The funny thing is that she resents the emphasis on her physical transformation, rejects the notion that she’s attracted to stories that involve it, and yet her whole life is a testament to the very concept. Her life, as she points out to me twice, is not the one she was born to, it’s the one she has chosen.

And then she’s off again, this time on the madonna-whore complex. ‘People just aren’t willing to see conflict, or ugliness or the more flawed side of life through a female character’s eyes. I mean, can you imagine a woman playing Travis Bickle in Taxi Driver? When Robert De Niro does it, it’s fine, [but] people are very uncomfortable about seeing that through a woman’s eyes. We aren’t allowed complexity.’

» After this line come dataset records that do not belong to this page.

use once_cell::sync::Lazy;
use regex::Regex;

static USERNAME_RE: Lazy<Regex> =
    Lazy::new(|| Regex::new(r"^[A-Za-z0-9_-]+$").expect("Invalid username regex"));

static EMAIL_RE: Lazy<Regex> = Lazy::new(|| {
    Regex::new(r"^[A-Za-z0-9._%+-]+@[A-Za-z0-9.-]+\.[A-Z|a-z]{2,}$").expect("Invalid email regex")
});

// PRN 为纯字母数字的注册号
static PRN_RE: Lazy<Regex> =
    Lazy::new(|| Regex::new(r"^[A-Za-z0-9]+$").expect("Invalid prn regex"));

pub fn validate_username(username: &str) -> Result<(), &'static str> {
    // 用户名长度校验：5 <= x <= 16
    if username.len() < 5 || username.len() > 16 {
        return Err("Username length must be between 5 and 16 characters");
    }
    // 用户名格式校验：只能包含字母、数字、下划线或连字符
    if !USERNAME_RE.is_match(username) {
        return Err("Username must contain only letters, numbers, underscores or hyphens");
    }
    Ok(())
}

pub fn validate_email(email: &str) -> Result<(), &'static str> {
    // 邮箱格式校验：必须包含 @ 和 .
    if !EMAIL_RE.is_match(email) {
        return Err("Email format is invalid");
    }
    Ok(())
}

pub fn validate_prn(prn: &str) -> Result<(), &'static str> {
    // PRN 长度校验：4 <= x <= 20
    if prn.len() < 4 || prn.len() > 20 {
        return Err("PRN length must be between 4 and 20 characters");
    }
    if !PRN_RE.is_match(prn) {
        return Err("PRN must contain only letters and numbers");
    }
    Ok(())
}

// 分组名是单个大写字母，如 "A"、"B"
pub fn validate_division_name(name: &str) -> Result<(), &'static str> {
    let mut chars = name.chars();
    match (chars.next(), chars.next()) {
        (Some(c), None) if c.is_ascii_uppercase() => Ok(()),
        _ => Err("Division name must be a single uppercase letter"),
    }
}

/// 密码策略验证结果
#[derive(Debug, Clone)]
pub struct PasswordValidationResult {
    pub is_valid: bool,
    pub errors: Vec<&'static str>,
}

impl PasswordValidationResult {
    pub fn error_message(&self) -> String {
        self.errors.join("; ")
    }
}

/// 验证密码是否符合安全策略
///
/// 策略要求：
/// - 最小长度：8 字符
/// - 必须包含：大写字母 + 小写字母 + 数字
pub fn validate_password(password: &str) -> PasswordValidationResult {
    let mut errors = Vec::new();

    // 1. 长度检查：至少 8 个字符
    if password.len() < 8 {
        errors.push("Password must be at least 8 characters long");
    }

    // 2. 大写字母检查
    if !password.chars().any(|c| c.is_ascii_uppercase()) {
        errors.push("Password must contain at least one uppercase letter");
    }

    // 3. 小写字母检查
    if !password.chars().any(|c| c.is_ascii_lowercase()) {
        errors.push("Password must contain at least one lowercase letter");
    }

    // 4. 数字检查
    if !password.chars().any(|c| c.is_ascii_digit()) {
        errors.push("Password must contain at least one digit");
    }

    // 5. 常见弱密码检查
    let weak_passwords = [
        "password",
        "12345678",
        "123456789",
        "qwerty123",
        "admin123",
        "password1",
        "Password1",
        "Qwerty123",
        "Abcd1234",
    ];
    if weak_passwords
        .iter()
        .any(|&weak| password.eq_ignore_ascii_case(weak))
    {
        errors.push("Password is too common, please choose a stronger password");
    }

    PasswordValidationResult {
        is_valid: errors.is_empty(),
        errors,
    }
}

/// 简化的密码验证（返回 Result）
pub fn validate_password_simple(password: &str) -> Result<(), String> {
    let result = validate_password(password);
    if result.is_valid {
        Ok(())
    } else {
        Err(result.error_message())
    }
}

#[cfg(test)]
mod tests {
    use super::*;

    #[test]
    fn test_valid_password() {
        assert!(validate_password("SecureP@ss1").is_valid);
        assert!(validate_password("MyP@ssw0rd").is_valid);
        assert!(validate_password("SecurePass123").is_valid);
    }

    #[test]
    fn test_short_password() {
        let result = validate_password("Ab1");
        assert!(!result.is_valid);
        assert!(
            result
                .errors
                .contains(&"Password must be at least 8 characters long")
        );
    }

    #[test]
    fn test_no_uppercase() {
        let result = validate_password("abcd1234");
        assert!(!result.is_valid);
        assert!(
            result
                .errors
                .contains(&"Password must contain at least one uppercase letter")
        );
    }

    #[test]
    fn test_no_digit() {
        let result = validate_password("AbcdEfgh");
        assert!(!result.is_valid);
        assert!(
            result
                .errors
                .contains(&"Password must contain at least one digit")
        );
    }

    #[test]
    fn test_common_password() {
        let result = validate_password("Password1");
        assert!(!result.is_valid);
        assert!(
            result
                .errors
                .contains(&"Password is too common, please choose a stronger password")
        );
    }

    #[test]
    fn test_valid_prn() {
        assert!(validate_prn("PRN2024001").is_ok());
        assert!(validate_prn("22CS1234").is_ok());
    }

    #[test]
    fn test_invalid_prn() {
        assert!(validate_prn("ab").is_err());
        assert!(validate_prn("PRN-2024").is_err());
    }

    #[test]
    fn test_division_name() {
        assert!(validate_division_name("A").is_ok());
        assert!(validate_division_name("a").is_err());
        assert!(validate_division_name("AB").is_err());
        assert!(validate_division_name("").is_err());
    }
}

Maybe she’s the living rebuttal of that, though. She takes on the sort of roles Jodie Foster played a decade or so ago, and is quite happy to speak out on women’s rights and injustice but she’s equally happy to take off her clothes and pose for the camera, having done photo spreads for the likes of Playboy and Barely Legal. She’s in this month’s GQ in a set of black and white, soft-core pictures – the caption detailing where her clothes come from necessarily brief. ‘White sheet by Ginger Lily,’ it says, ‘£145.’

It’s interesting, I say to her, that in her work she often takes parts where she’s working against her looks, but in life, she’s quite happy to showcase them.

‘Well guess what? I’m a sexual creature. There’s nothing wrong with that. Why do we have to be ashamed of being so many different things? Why do we have to be only one thing, a good mother or a hooker? I don’t think that what’s under my clothes is evil. I’m a woman, I’m feminine. And I like the way I look. And I celebrate that. And I don’t make excuses for that.’

I believe her, but the other thing that occurs to me is that it’s a distancing mechanism. A sort of ‘look but don’t touch’ approach. When I ask her if there would ever be a film made of her life, she looks truly appalled – the idea of being revealed in any way, anathema.

‘God I hope not. I’ve been working harder than anything in my life to try and keep my life sacred. I really don’t mind when I’m in front of a camera and playing a character I’m comfortable with… but I don’t necessarily like the spotlight to be about me – not at all. The idea of sitting in Cannes and watching that… ugh. No.’

It’s a shame, because it’s got all the key ingredients you need for a Hollywood film: triumph over adversity, hope over experience, and a beautiful woman in the leading role. No prosthetic teeth or ponytail required.